Il y a moins de deux ans, Charlie Crist, gouverneur de Floride, était une superstar au sein du Parti républicain. Les candidats présidentiels de cette formation politique se pressaient à sa porte pour obtenir son appui et les électeurs de son État applaudissaient à tout rompre sa gestion depuis son arrivée au pouvoir, en janvier 2007.

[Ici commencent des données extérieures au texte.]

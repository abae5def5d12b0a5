//! Immutable worker metrics snapshot.

use crate::cluster::{WorkerId, WorkerStatus};
use crate::queue::Tier;
use std::time::Instant;

/// Point-in-time metrics for one worker.
///
/// Built by the cluster manager and handed to the load balancer by value;
/// the balancer never sees the live worker table.
#[derive(Clone, Debug)]
pub struct WorkerSnapshot {
    /// Worker identifier.
    pub id: WorkerId,

    /// Tier this worker services.
    pub tier: Tier,

    /// Lifecycle status at snapshot time.
    pub status: WorkerStatus,

    /// Jobs currently assigned.
    pub current_jobs: usize,

    /// Concurrency capacity.
    pub capacity: usize,

    /// Rolling average processing time in milliseconds.
    pub avg_processing_ms: u64,

    /// Jobs completed since the worker started.
    pub completed: u64,

    /// Jobs failed since the worker started.
    pub failed: u64,

    /// When the worker last reported an error, if ever.
    pub last_error_at: Option<Instant>,

    /// When the oldest currently-running job started, if any.
    pub busy_since: Option<Instant>,

    /// When the worker last became idle, if it is idle.
    pub idle_since: Option<Instant>,
}

impl WorkerSnapshot {
    /// Returns true if the worker can take another job.
    ///
    /// Only idle and processing workers are assignable, and never beyond
    /// their capacity.
    pub fn is_assignable(&self) -> bool {
        matches!(self.status, WorkerStatus::Idle | WorkerStatus::Processing)
            && self.current_jobs < self.capacity
    }

    /// Returns true if the worker errored within `window` of `now`.
    pub fn errored_within(&self, window: std::time::Duration, now: Instant) -> bool {
        self.last_error_at
            .map(|at| now.duration_since(at) < window)
            .unwrap_or(false)
    }
}
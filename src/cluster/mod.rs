//! Worker cluster lifecycle management.
//!
//! The cluster manager owns the worker table and is the only component
//! permitted to mutate worker count and worker status. Workers themselves
//! are spawned tokio tasks that pull assignments from a channel, stamp
//! heartbeats, execute the extraction call behind the circuit breaker, and
//! report outcomes on an event channel—they never touch controller state.

mod manager;
mod worker;

pub use manager::{ClusterGauges, ClusterHealth, ClusterManager};
pub use worker::{
    Assignment, JobOutcome, WorkerEvent, WorkerId, WorkerRuntime, WorkerStats, WorkerStatus,
    DEFAULT_ASSIGNMENT_CHANNEL_CAPACITY,
};
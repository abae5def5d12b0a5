//! The document extraction engine boundary.
//!
//! Extraction is an opaque, long-running call supplied by the embedder: it
//! either returns a result or fails. It is the dominant cost of a job and
//! is always invoked inside a worker, behind the shared circuit breaker.
//!
//! Retries imply the engine may see the same payload more than once
//! (at-least-once semantics); implementations must tolerate re-processing.

use crate::job::PayloadRef;
use futures::future::BoxFuture;
use std::path::PathBuf;
use thiserror::Error;

/// Result of a successful extraction.
#[derive(Clone, Debug, PartialEq, Eq)]
pub struct ExtractOutput {
    /// Where the converted document was written.
    pub result_path: PathBuf,

    /// Size of the converted output in bytes.
    pub bytes: u64,
}

/// Error returned by the extraction engine.
#[derive(Debug, Error)]
pub enum ExtractError {
    /// The engine rejected or failed to process the payload.
    #[error("extraction failed: {0}")]
    Engine(String),

    /// The payload could not be read.
    #[error("payload unreadable: {0}")]
    Payload(String),
}

/// The extraction engine contract.
///
/// Implementations may be slow (seconds to minutes per call); the worker
/// bounds every call with the configured hard job timeout.
pub trait Extractor: Send + Sync {
    /// Converts the referenced document, returning the output location.
    fn extract<'a>(
        &'a self,
        payload: &'a PayloadRef,
    ) -> BoxFuture<'a, Result<ExtractOutput, ExtractError>>;
}

#[cfg(test)]
mod tests {
    use super::*;

    struct EchoExtractor;

    impl Extractor for EchoExtractor {
        fn extract<'a>(
            &'a self,
            payload: &'a PayloadRef,
        ) -> BoxFuture<'a, Result<ExtractOutput, ExtractError>> {
            Box::pin(async move {
                Ok(ExtractOutput {
                    result_path: payload.path.with_extension("out"),
                    bytes: payload.size_bytes,
                })
            })
        }
    }

    #[tokio::test]
    async fn test_extractor_trait_object() {
        let extractor: Box<dyn Extractor> = Box::new(EchoExtractor);
        let payload = PayloadRef::new("/data/in/report.docx", 1024);

        let output = extractor.extract(&payload).await.unwrap();
        assert_eq!(output.bytes, 1024);
        assert_eq!(output.result_path, PathBuf::from("/data/in/report.out"));
    }

    #[test]
    fn test_error_display() {
        let err = ExtractError::Engine("parser crashed".to_string());
        assert_eq!(format!("{}", err), "extraction failed: parser crashed");
    }
}
//! Periodic load-redistribution check.
//!
//! Counts overloaded versus underloaded workers and reports a scale
//! recommendation. The cluster manager decides whether to act; this module
//! never changes worker count.

use super::snapshot::WorkerSnapshot;
use crate::cluster::WorkerStatus;
use std::time::{Duration, Instant};
use tracing::debug;

/// A job running longer than this marks its worker overloaded.
pub const OVERLOAD_JOB_RUNTIME: Duration = Duration::from_secs(120);

/// Average processing time beyond this marks a worker overloaded.
pub const OVERLOAD_AVG_PROCESSING: Duration = Duration::from_secs(60);

/// Errors within this window count as recent.
pub const RECENT_ERROR_WINDOW: Duration = Duration::from_secs(300);

/// Idle time beyond this marks a worker underloaded.
pub const UNDERLOAD_IDLE_TIME: Duration = Duration::from_secs(300);

/// Completed-job count below which a long-idle worker counts underloaded.
pub const UNDERLOAD_MAX_COMPLETED: u64 = 5;

/// Scaling recommendation for the cluster manager.
#[derive(Clone, Copy, Debug, PartialEq, Eq)]
pub enum ScaleRecommendation {
    /// More workers would help: overload dominates.
    ScaleUp,
    /// Fewer workers would do: underload dominates.
    ScaleDown,
    /// Load is balanced.
    Maintain,
}

impl std::fmt::Display for ScaleRecommendation {
    fn fmt(&self, f: &mut std::fmt::Formatter<'_>) -> std::fmt::Result {
        match self {
            Self::ScaleUp => write!(f, "scale-up"),
            Self::ScaleDown => write!(f, "scale-down"),
            Self::Maintain => write!(f, "maintain"),
        }
    }
}

fn is_overloaded(snapshot: &WorkerSnapshot, now: Instant) -> bool {
    let long_running = snapshot
        .busy_since
        .map(|since| now.duration_since(since) > OVERLOAD_JOB_RUNTIME)
        .unwrap_or(false);
    let slow = snapshot.avg_processing_ms > OVERLOAD_AVG_PROCESSING.as_millis() as u64;
    long_running || slow || snapshot.errored_within(RECENT_ERROR_WINDOW, now)
}

fn is_underloaded(snapshot: &WorkerSnapshot, now: Instant) -> bool {
    snapshot.status == WorkerStatus::Idle
        && snapshot
            .idle_since
            .map(|since| now.duration_since(since) > UNDERLOAD_IDLE_TIME)
            .unwrap_or(false)
        && snapshot.completed < UNDERLOAD_MAX_COMPLETED
}

/// Evaluates worker load and returns a scale recommendation.
pub fn evaluate_load(snapshots: &[WorkerSnapshot], now: Instant) -> ScaleRecommendation {
    let overloaded = snapshots.iter().filter(|s| is_overloaded(s, now)).count();
    let underloaded = snapshots.iter().filter(|s| is_underloaded(s, now)).count();

    debug!(
        workers = snapshots.len(),
        overloaded, underloaded, "Load redistribution check"
    );

    if overloaded > underloaded && overloaded > 0 {
        ScaleRecommendation::ScaleUp
    } else if underloaded > overloaded && underloaded > 0 {
        ScaleRecommendation::ScaleDown
    } else {
        ScaleRecommendation::Maintain
    }
}
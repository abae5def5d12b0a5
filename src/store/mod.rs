//! The durable job store boundary.
//!
//! The store is a secondary record, not the source of truth for live
//! scheduling: persistence failures are logged and swallowed so they can
//! never block or corrupt in-memory job progress. Its one load-bearing role
//! is crash recovery, via [`JobStore::query_pending_jobs`].

mod memory;
mod record;

pub use memory::MemoryJobStore;
pub use record::{JobRecord, JobUpdate};

use crate::job::JobId;
use futures::future::BoxFuture;
use std::time::Duration;
use thiserror::Error;

/// Error returned by the durable store.
#[derive(Debug, Error)]
pub enum StoreError {
    /// The store could not be reached or refused the operation.
    #[error("store unavailable: {0}")]
    Unavailable(String),

    /// No record exists for the given job.
    #[error("no record for job {0}")]
    NotFound(JobId),

    /// Record serialization failed.
    #[error("record serialization: {0}")]
    Serde(#[from] serde_json::Error),
}

/// Narrow create/update/query contract over the durable job store.
pub trait JobStore: Send + Sync {
    /// Persists a new job record.
    fn create_job_record<'a>(&'a self, record: &'a JobRecord)
        -> BoxFuture<'a, Result<(), StoreError>>;

    /// Applies a partial update to an existing record.
    fn update_job_record<'a>(
        &'a self,
        id: &'a JobId,
        update: JobUpdate,
    ) -> BoxFuture<'a, Result<(), StoreError>>;

    /// Returns records still marked queued/assigned/processing whose last
    /// update falls within `window` of now. Used for crash recovery.
    fn query_pending_jobs(&self, window: Duration) -> BoxFuture<'_, Result<Vec<JobRecord>, StoreError>>;
}

/// Store that discards everything (for embedders without persistence).
#[derive(Debug, Clone, Copy, Default)]
pub struct NullJobStore;

impl JobStore for NullJobStore {
    fn create_job_record<'a>(
        &'a self,
        _record: &'a JobRecord,
    ) -> BoxFuture<'a, Result<(), StoreError>> {
        Box::pin(async { Ok(()) })
    }

    fn update_job_record<'a>(
        &'a self,
        _id: &'a JobId,
        _update: JobUpdate,
    ) -> BoxFuture<'a, Result<(), StoreError>> {
        Box::pin(async { Ok(()) })
    }

    fn query_pending_jobs(
        &self,
        _window: Duration,
    ) -> BoxFuture<'_, Result<Vec<JobRecord>, StoreError>> {
        Box::pin(async { Ok(Vec::new()) })
    }
}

Aujourd'hui, Charlie Crist est un paria aux yeux de plusieurs républicains, dont Dick Cheney et Rudolph Giuliani, un revirement spectaculaire qui pourrait le conduire à annoncer demain ou vendredi sa décision de quitter son parti afin de briguer un siège au Sénat des États-Unis à titre d'indépendant. À l'heure actuelle, il accuse un retard de plus de 20 points sur Marco Rubio, son principal adversaire dans la course à l'investiture républicaine pour l'élection sénatoriale de novembre en Floride. Une course qu'il dominait par 30 points après avoir annoncé sa candidature en mai 2009 !

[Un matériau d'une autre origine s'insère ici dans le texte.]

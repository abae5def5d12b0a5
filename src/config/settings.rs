//! Settings structs for all configuration sections.
//!
//! Each struct represents one `[section]` of the INI config file.
//! These are pure data types with no parsing or serialization logic.

use super::defaults::*;
use crate::breaker::BreakerConfig;
use crate::pool::PoolConfig;
use std::path::PathBuf;
use std::time::Duration;

/// Complete orchestrator configuration.
#[derive(Debug, Clone, Default)]
pub struct Settings {
    /// Worker pool sizing and scaling.
    pub cluster: ClusterSettings,
    /// Admission control caps and scratch space.
    pub pool: PoolSettings,
    /// Memory budget and sampling.
    pub memory: MemorySettings,
    /// Circuit breaker around the extraction engine.
    pub breaker: BreakerSettings,
    /// Retry and backoff behavior.
    pub retry: RetrySettings,
    /// Heartbeats, timeouts, and the recovery clock.
    pub health: HealthSettings,
    /// Logging output.
    pub logging: LoggingSettings,
}

/// Worker cluster configuration.
#[derive(Debug, Clone)]
pub struct ClusterSettings {
    /// Lower bound on worker count.
    pub min_workers: usize,
    /// Upper bound on worker count.
    pub max_workers: usize,
    /// Backlog depth that triggers a scale-up.
    pub scale_up_threshold: usize,
    /// Backlog depth below which an idle worker is retired.
    pub scale_down_threshold: usize,
    /// Concurrent jobs one worker will accept.
    pub worker_capacity: usize,
    /// Interval between scaling evaluations.
    pub scale_interval: Duration,
}

impl Default for ClusterSettings {
    fn default() -> Self {
        Self {
            min_workers: DEFAULT_MIN_WORKERS,
            max_workers: DEFAULT_MAX_WORKERS,
            scale_up_threshold: DEFAULT_SCALE_UP_THRESHOLD,
            scale_down_threshold: DEFAULT_SCALE_DOWN_THRESHOLD,
            worker_capacity: DEFAULT_WORKER_CAPACITY,
            scale_interval: Duration::from_secs(DEFAULT_SCALE_INTERVAL_SECS),
        }
    }
}

/// Resource pool configuration.
#[derive(Debug, Clone)]
pub struct PoolSettings {
    /// Concurrent normal-class jobs.
    pub max_concurrent_jobs: usize,
    /// Concurrent large-file-class jobs.
    pub max_large_file_concurrent: usize,
    /// Payload size in megabytes that classifies a job as large.
    pub large_file_threshold_mb: u64,
    /// Scratch directory root (None disables scratch space).
    pub scratch_dir: Option<PathBuf>,
    /// Age at which scratch directories are reclaimed.
    pub scratch_max_age: Duration,
}

impl Default for PoolSettings {
    fn default() -> Self {
        Self {
            max_concurrent_jobs: DEFAULT_MAX_CONCURRENT_JOBS,
            max_large_file_concurrent: DEFAULT_MAX_LARGE_FILE_CONCURRENT,
            large_file_threshold_mb: DEFAULT_LARGE_FILE_THRESHOLD_MB,
            scratch_dir: None,
            scratch_max_age: Duration::from_secs(DEFAULT_SCRATCH_MAX_AGE_SECS),
        }
    }
}

impl PoolSettings {
    /// Payload size threshold in bytes.
    pub fn large_file_threshold_bytes(&self) -> u64 {
        self.large_file_threshold_mb * 1024 * 1024
    }
}

impl From<&PoolSettings> for PoolConfig {
    fn from(settings: &PoolSettings) -> Self {
        Self {
            max_concurrent_jobs: settings.max_concurrent_jobs,
            max_large_file_concurrent: settings.max_large_file_concurrent,
            large_file_threshold_bytes: settings.large_file_threshold_bytes(),
            scratch_root: settings.scratch_dir.clone(),
            scratch_max_age: settings.scratch_max_age,
        }
    }
}

/// Memory monitoring configuration.
#[derive(Debug, Clone)]
pub struct MemorySettings {
    /// Memory budget in megabytes; pressure ratios are relative to this.
    pub max_memory_usage_mb: u64,
    /// Interval between samples.
    pub sample_interval: Duration,
}

impl Default for MemorySettings {
    fn default() -> Self {
        Self {
            max_memory_usage_mb: DEFAULT_MAX_MEMORY_USAGE_MB,
            sample_interval: Duration::from_secs(DEFAULT_MEMORY_SAMPLE_INTERVAL_SECS),
        }
    }
}

/// Circuit breaker configuration.
#[derive(Debug, Clone)]
pub struct BreakerSettings {
    /// Failures before the circuit opens.
    pub failure_threshold: u32,
    /// How long the circuit stays open.
    pub circuit_timeout: Duration,
    /// Probe calls allowed while half-open.
    pub half_open_max_calls: u32,
    /// Interval between counter decay ticks.
    pub monitor_interval: Duration,
}

impl Default for BreakerSettings {
    fn default() -> Self {
        Self {
            failure_threshold: DEFAULT_FAILURE_THRESHOLD,
            circuit_timeout: Duration::from_millis(DEFAULT_CIRCUIT_TIMEOUT_MS),
            half_open_max_calls: DEFAULT_HALF_OPEN_MAX_CALLS,
            monitor_interval: Duration::from_secs(DEFAULT_BREAKER_MONITOR_INTERVAL_SECS),
        }
    }
}

impl From<&BreakerSettings> for BreakerConfig {
    fn from(settings: &BreakerSettings) -> Self {
        Self {
            failure_threshold: settings.failure_threshold,
            open_timeout: settings.circuit_timeout,
            half_open_max_calls: settings.half_open_max_calls,
        }
    }
}

/// Retry and backoff configuration.
#[derive(Debug, Clone)]
pub struct RetrySettings {
    /// Retry attempts before a job permanently fails.
    pub max_retries: u32,
    /// Backoff for the first retry.
    pub base_delay: Duration,
    /// Backoff ceiling.
    pub max_delay: Duration,
}

impl Default for RetrySettings {
    fn default() -> Self {
        Self {
            max_retries: DEFAULT_MAX_RETRIES,
            base_delay: Duration::from_millis(DEFAULT_BASE_DELAY_MS),
            max_delay: Duration::from_millis(DEFAULT_MAX_DELAY_MS),
        }
    }
}

/// Health checking and recovery clock configuration.
#[derive(Debug, Clone)]
pub struct HealthSettings {
    /// Interval between worker health checks.
    pub worker_health_check_interval: Duration,
    /// Interval between worker heartbeats.
    pub heartbeat_interval: Duration,
    /// Heartbeat silence before a worker is considered failed.
    pub heartbeat_stale_after: Duration,
    /// Hard per-job timeout; exceeding it is treated as worker failure.
    pub job_timeout: Duration,
    /// Resolution of the recovery manager's shared clock.
    pub clock_resolution: Duration,
    /// Crash-recovery lookback window.
    pub recovery_window: Duration,
}

impl Default for HealthSettings {
    fn default() -> Self {
        Self {
            worker_health_check_interval: Duration::from_millis(
                DEFAULT_WORKER_HEALTH_CHECK_INTERVAL_MS,
            ),
            heartbeat_interval: Duration::from_millis(DEFAULT_HEARTBEAT_INTERVAL_MS),
            heartbeat_stale_after: Duration::from_millis(DEFAULT_HEARTBEAT_STALE_AFTER_MS),
            job_timeout: Duration::from_millis(DEFAULT_JOB_TIMEOUT_MS),
            clock_resolution: Duration::from_millis(DEFAULT_CLOCK_RESOLUTION_MS),
            recovery_window: Duration::from_secs(DEFAULT_RECOVERY_WINDOW_SECS),
        }
    }
}

/// Logging configuration.
#[derive(Debug, Clone)]
pub struct LoggingSettings {
    /// Directory for log files.
    pub dir: String,
    /// Log file name.
    pub file: String,
}

impl Default for LoggingSettings {
    fn default() -> Self {
        Self {
            dir: crate::logging::default_log_dir().to_string(),
            file: crate::logging::default_log_file().to_string(),
        }
    }
}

La chute de ce politicien au teint bronzé et à la personnalité avenante n'intéresse pas seulement la Floride, où elle a pris l'allure d'un feuilleton irrésistible. Elle suscite également l'intérêt de la presse nationale, qui y voit une illustration de la radicalisation du Parti républicain.

Charlie Crist pourrait-il répéter en Floride l'exploit de Joseph Lieberman, qui a remporté la course sénatoriale de novembre 2006 au Connecticut à titre d'indépendant après avoir été rejeté par le Parti démocrate ?

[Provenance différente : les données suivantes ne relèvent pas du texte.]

impl ClusterManager {
    /// Creates a cluster manager. No workers are spawned until
    /// [`ensure_min_workers`](Self::ensure_min_workers).
    #[allow(clippy::too_many_arguments)]
    pub fn new(
        settings: ClusterSettings,
        health_settings: HealthSettings,
        extractor: Arc<dyn Extractor>,
        breaker: Arc<CircuitBreaker>,
        events_tx: mpsc::UnboundedSender<WorkerEvent>,
        heartbeats: Arc<DashMap<WorkerId, Instant>>,
        gauges: Arc<ClusterGauges>,
        shutdown: CancellationToken,
    ) -> Self {
        gauges.min_workers.store(settings.min_workers, Ordering::Relaxed);
        Self {
            settings,
            health_settings,
            workers: HashMap::new(),
            heartbeats,
            extractor,
            breaker,
            events_tx,
            gauges,
            shutdown,
        }
    }

    /// Spawns workers until the configured minimum is staffed.
    pub fn ensure_min_workers(&mut self) {
        while self.live_count() < self.settings.min_workers {
            let tier = self.pick_spawn_tier();
            self.spawn_worker(tier);
        }
    }

    /// Spawns one worker bound to `tier`.
    pub fn spawn_worker(&mut self, tier: Tier) -> WorkerId {
        let id = WorkerId::auto();
        let (assign_tx, assign_rx) = mpsc::channel(DEFAULT_ASSIGNMENT_CHANNEL_CAPACITY);
        let cancel = self.shutdown.child_token();

        let runtime = WorkerRuntime::new(
            id.clone(),
            assign_rx,
            Arc::clone(&self.heartbeats),
            Arc::clone(&self.extractor),
            Arc::clone(&self.breaker),
            self.events_tx.clone(),
            self.health_settings.heartbeat_interval,
            self.health_settings.job_timeout,
        );

        let mut entry = WorkerEntry {
            tier,
            status: WorkerStatus::Starting,
            capacity: self.settings.worker_capacity.max(1),
            current_jobs: HashMap::new(),
            stats: WorkerStats::default(),
            assign_tx,
            cancel: cancel.clone(),
            idle_since: None,
        };

        tokio::spawn(runtime.run(cancel));

        // In-process spawn succeeds immediately; the worker is assignable
        // as soon as its task is scheduled.
        entry.status = WorkerStatus::Idle;
        entry.idle_since = Some(Instant::now());

        info!(worker_id = %id, tier = %tier, "Worker spawned");
        self.workers.insert(id.clone(), entry);
        self.refresh_gauges();
        id
    }

    /// Retires one idle worker gracefully, if any.
    ///
    /// Never stops a worker mid-job outside the failure path.
    pub fn retire_idle_worker(&mut self) -> Option<WorkerId> {
        let id = self
            .workers
            .iter()
            .filter(|(_, e)| e.status == WorkerStatus::Idle && e.current_jobs.is_empty())
            .min_by_key(|(_, e)| e.idle_since)
            .map(|(id, _)| id.clone())?;

        let entry = self.workers.get_mut(&id)?;
        entry.status = WorkerStatus::Stopping;
        entry.cancel.cancel();
        info!(worker_id = %id, "Worker retiring");
        self.refresh_gauges();
        Some(id)
    }

    /// Replaces a failed worker: spawn the successor first, then stop the
    /// failed one, so capacity never dips.
    ///
    /// Returns the replacement's ID, or `None` if the worker is unknown.
    pub fn replace_worker(&mut self, id: &WorkerId) -> Option<WorkerId> {
        let tier = self.workers.get(id)?.tier;

        let replacement = self.spawn_worker(tier);

        let entry = self.workers.get_mut(id)?;
        entry.status = WorkerStatus::Error;
        entry.cancel.cancel();
        warn!(
            worker_id = %id,
            replacement = %replacement,
            tier = %tier,
            "Worker replaced"
        );
        self.refresh_gauges();
        Some(replacement)
    }

    /// Hands a job to a worker.
    ///
    /// Returns false if the worker is unknown, not assignable, at capacity,
    /// or its channel is full.
    pub fn assign(&mut self, worker_id: &WorkerId, job: &Job) -> bool {
        let Some(entry) = self.workers.get_mut(worker_id) else {
            return false;
        };
        if !entry.status.is_active() || entry.current_jobs.len() >= entry.capacity {
            return false;
        }

        let assignment = Assignment { job: job.clone() };
        if entry.assign_tx.try_send(assignment).is_err() {
            warn!(worker_id = %worker_id, "Assignment channel full");
            return false;
        }

        entry.current_jobs.insert(job.id.clone(), Instant::now());
        entry.status = WorkerStatus::Processing;
        entry.idle_since = None;
        debug!(worker_id = %worker_id, job_id = %job.id, "Job assigned");
        self.refresh_gauges();
        true
    }

    /// Records a job finishing on a worker.
    pub fn on_job_finished(
        &mut self,
        worker_id: &WorkerId,
        job_id: &JobId,
        success: bool,
        duration: std::time::Duration,
    ) {
        let Some(entry) = self.workers.get_mut(worker_id) else {
            return;
        };
        entry.current_jobs.remove(job_id);
        if success {
            entry.stats.record_success(duration);
        } else {
            entry.stats.record_failure();
        }
        if entry.current_jobs.is_empty() && entry.status == WorkerStatus::Processing {
            entry.status = WorkerStatus::Idle;
            entry.idle_since = Some(Instant::now());
        }
        self.refresh_gauges();
    }

    /// Removes a job from a worker without touching its stats.
    ///
    /// Used for circuit-open rejections: the engine was never invoked, so
    /// the outcome says nothing about the worker.
    pub fn on_job_released(&mut self, worker_id: &WorkerId, job_id: &JobId) {
        let Some(entry) = self.workers.get_mut(worker_id) else {
            return;
        };
        entry.current_jobs.remove(job_id);
        if entry.current_jobs.is_empty() && entry.status == WorkerStatus::Processing {
            entry.status = WorkerStatus::Idle;
            entry.idle_since = Some(Instant::now());
        }
        self.refresh_gauges();
    }

    /// Handles a worker's run loop exiting.
    ///
    /// Returns `(expected, orphaned_jobs)`: `expected` is false when the
    /// worker was not being retired or replaced, in which case its orphaned
    /// jobs must go through the failure path.
    pub fn handle_worker_stopped(&mut self, worker_id: &WorkerId) -> (bool, Vec<JobId>) {
        let Some(entry) = self.workers.remove(worker_id) else {
            return (true, Vec::new());
        };
        let expected = matches!(
            entry.status,
            WorkerStatus::Stopping | WorkerStatus::Error | WorkerStatus::Stopped
        );
        let orphaned: Vec<JobId> = entry.current_jobs.keys().cloned().collect();
        if !expected {
            warn!(worker_id = %worker_id, orphaned = orphaned.len(), "Worker stopped unexpectedly");
        }
        self.refresh_gauges();
        (expected, orphaned)
    }

    /// Jobs currently assigned to one worker.
    pub fn jobs_on_worker(&self, worker_id: &WorkerId) -> Vec<JobId> {
        self.workers
            .get(worker_id)
            .map(|e| e.current_jobs.keys().cloned().collect())
            .unwrap_or_default()
    }

    /// Tier a worker services.
    pub fn worker_tier(&self, worker_id: &WorkerId) -> Option<Tier> {
        self.workers.get(worker_id).map(|e| e.tier)
    }

    /// Builds immutable snapshots of all workers for the load balancer.
    pub fn snapshots(&self) -> Vec<WorkerSnapshot> {
        self.workers
            .iter()
            .map(|(id, e)| WorkerSnapshot {
                id: id.clone(),
                tier: e.tier,
                status: e.status,
                current_jobs: e.current_jobs.len(),
                capacity: e.capacity,
                avg_processing_ms: e.stats.avg_processing_ms(),
                completed: e.stats.completed,
                failed: e.stats.failed,
                last_error_at: e.stats.last_error_at,
                busy_since: e.current_jobs.values().min().copied(),
                idle_since: e.idle_since,
            })
            .collect()
    }

    /// Ensures at least one worker services `tier`, spawning one if the
    /// worker bounds allow.
    ///
    /// Tier affinity is set at spawn time, so a freshly scaled-down cluster
    /// can be left with backlogged tiers nothing serves; the dispatcher
    /// calls this before trying to place work.
    ///
    /// Returns true if the tier has (or now has) coverage.
    pub fn ensure_tier_coverage(&mut self, tier: Tier) -> bool {
        let covered = self.workers.values().any(|e| {
            e.tier == tier && (e.status.is_active() || e.status == WorkerStatus::Starting)
        });
        if covered {
            return true;
        }
        if self.live_count() < self.settings.max_workers {
            info!(tier = %tier, "Spawning worker for uncovered tier");
            self.spawn_worker(tier);
            return true;
        }
        false
    }

    /// One scaling step against the backlog depth.
    ///
    /// Scale-up and scale-down move one worker per evaluation so the pool
    /// adjusts gradually instead of thrashing.
    pub fn evaluate_scaling(&mut self, backlog: usize) {
        let live = self.live_count();
        if backlog >= self.settings.scale_up_threshold && live < self.settings.max_workers {
            let tier = self.pick_spawn_tier();
            info!(backlog, workers = live, tier = %tier, "Scaling up");
            self.spawn_worker(tier);
        } else if backlog <= self.settings.scale_down_threshold && live > self.settings.min_workers
        {
            if let Some(id) = self.retire_idle_worker() {
                info!(backlog, workers = live, worker_id = %id, "Scaling down");
            }
        }
    }

    /// Applies a load balancer recommendation, bounded by min/max workers.
    pub fn apply_recommendation(&mut self, recommendation: ScaleRecommendation) {
        match recommendation {
            ScaleRecommendation::ScaleUp => {
                if self.live_count() < self.settings.max_workers {
                    let tier = self.pick_spawn_tier();
                    info!(tier = %tier, "Scaling up on balancer recommendation");
                    self.spawn_worker(tier);
                }
            }
            ScaleRecommendation::ScaleDown => {
                if self.live_count() > self.settings.min_workers {
                    self.retire_idle_worker();
                }
            }
            ScaleRecommendation::Maintain => {}
        }
    }

    /// Marks a worker as errored without replacing it.
    pub fn mark_error(&mut self, worker_id: &WorkerId) {
        if let Some(entry) = self.workers.get_mut(worker_id) {
            entry.status = WorkerStatus::Error;
            entry.stats.record_failure();
            self.refresh_gauges();
        }
    }

    /// Returns current cluster health.
    pub fn health(&self) -> ClusterHealth {
        self.gauges.health()
    }

    /// Workers currently counting toward capacity (not stopping/erroring).
    pub fn live_count(&self) -> usize {
        self.workers
            .values()
            .filter(|e| matches!(e.status, WorkerStatus::Starting) || e.status.is_active())
            .count()
    }

    /// Stops all workers (shutdown path).
    pub fn stop_all(&mut self) {
        for (id, entry) in self.workers.iter_mut() {
            entry.status = WorkerStatus::Stopping;
            entry.cancel.cancel();
            debug!(worker_id = %id, "Worker stop requested");
        }
        self.refresh_gauges();
    }

    /// Picks the tier whose worker share is furthest below its weight.
    fn pick_spawn_tier(&self) -> Tier {
        let mut counts: HashMap<Tier, usize> = HashMap::new();
        for entry in self.workers.values() {
            if entry.status.is_active() || entry.status == WorkerStatus::Starting {
                *counts.entry(entry.tier).or_insert(0) += 1;
            }
        }

        TIER_WORKER_WEIGHTS
            .iter()
            .min_by(|(tier_a, weight_a), (tier_b, weight_b)| {
                let share_a = counts.get(tier_a).copied().unwrap_or(0) as f64 / *weight_a as f64;
                let share_b = counts.get(tier_b).copied().unwrap_or(0) as f64 / *weight_b as f64;
                share_a.partial_cmp(&share_b).unwrap_or(std::cmp::Ordering::Equal)
            })
            .map(|(tier, _)| *tier)
            .unwrap_or(Tier::Normal)
    }

    fn refresh_gauges(&self) {
        let mut total = 0;
        let mut active = 0;
        let mut error = 0;
        for entry in self.workers.values() {
            if entry.status != WorkerStatus::Stopped {
                total += 1;
            }
            if entry.status.is_active() {
                active += 1;
            }
            if entry.status == WorkerStatus::Error {
                error += 1;
            }
        }
        self.gauges.store(total, active, error);
    }
}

«Ce serait difficile, mais pas impossible», répond Susan MacManus, politologue à l'université South Florida, lors d'un entretien téléphonique. «Pour l'emporter comme indépendant, il devrait convaincre de 30 à 40 % d'électeurs républicains et autant de démocrates à voter pour lui, en plus de faire très bien auprès des indépendants, qui représentent un quart de l'électorat en Floride. Tout dépend de sa capacité à rassembler ces groupes d'électeurs au sein d'une nouvelle coalition.»

Au moins un sondage, publié le 15 avril, donne le gouverneur Crist gagnant (par deux points) dans une course à trois contre Rubio, ex-président de la Chambre des représentants de Floride, et le candidat probable du Parti démocrate, Kendrick Meek.

Le début du déclin de Charlie Crist pourrait bien remonter au 10 février 2009. Ce jour-là, le gouverneur républicain de Floride n'a pas seulement donné l'accolade à Barack Obama lors d'un rassemblement à Fort Myers. Il a également annoncé son appui au programme de relance économique du président démocrate.

Malgré ce rapprochement avec l'ennemi, le gouverneur a reçu l'appui de l'establishment républicain lorsqu'il a déclaré sa candidature au Sénat. Aux yeux des bonzes de son parti, son centrisme et sa modération devaient être des atouts en Floride, où Barack Obama a devancé John McCain en 2008. Mais plusieurs militants républicains de cet État, fortement influencés par le mouvement Tea Party, ont tourné le dos au gouverneur, préférant les certitudes conservatrices de Marco Rubio.

Le gouverneur Crist s'est aliéné encore plus de républicains il y a deux semaines en opposant son veto à un projet de loi cher aux conservateurs qui aurait mis fin à la sécurité d'emploi des enseignants des écoles publiques de Floride. Une semaine plus tard, Dick Cheney a annoncé son soutien à Marco Rubion, emboîtant le pas des Rudolph Giuliani, Mitt Romney et Newt Gingrich.

«Charlie Crist a démontré tant et plus qu'on ne pouvait se fier à lui pour combattre le programme d'Obama parce qu'il a appuyé ce programme dossier après dossier», a déclaré l'ancien-vice président dans un communiqué. «Ces jours-ci, on ne peut même pas avoir confiance que Charlie Crist demeure un républicain. Je l'encourage fortement à rester dans la primaire républicaine ou à abandonner la course. Les seuls gagnants d'une candidature indépendante de la part de Crist seraient Barack Obama et Harry Reid (chef de la majorité démocrate au Sénat).»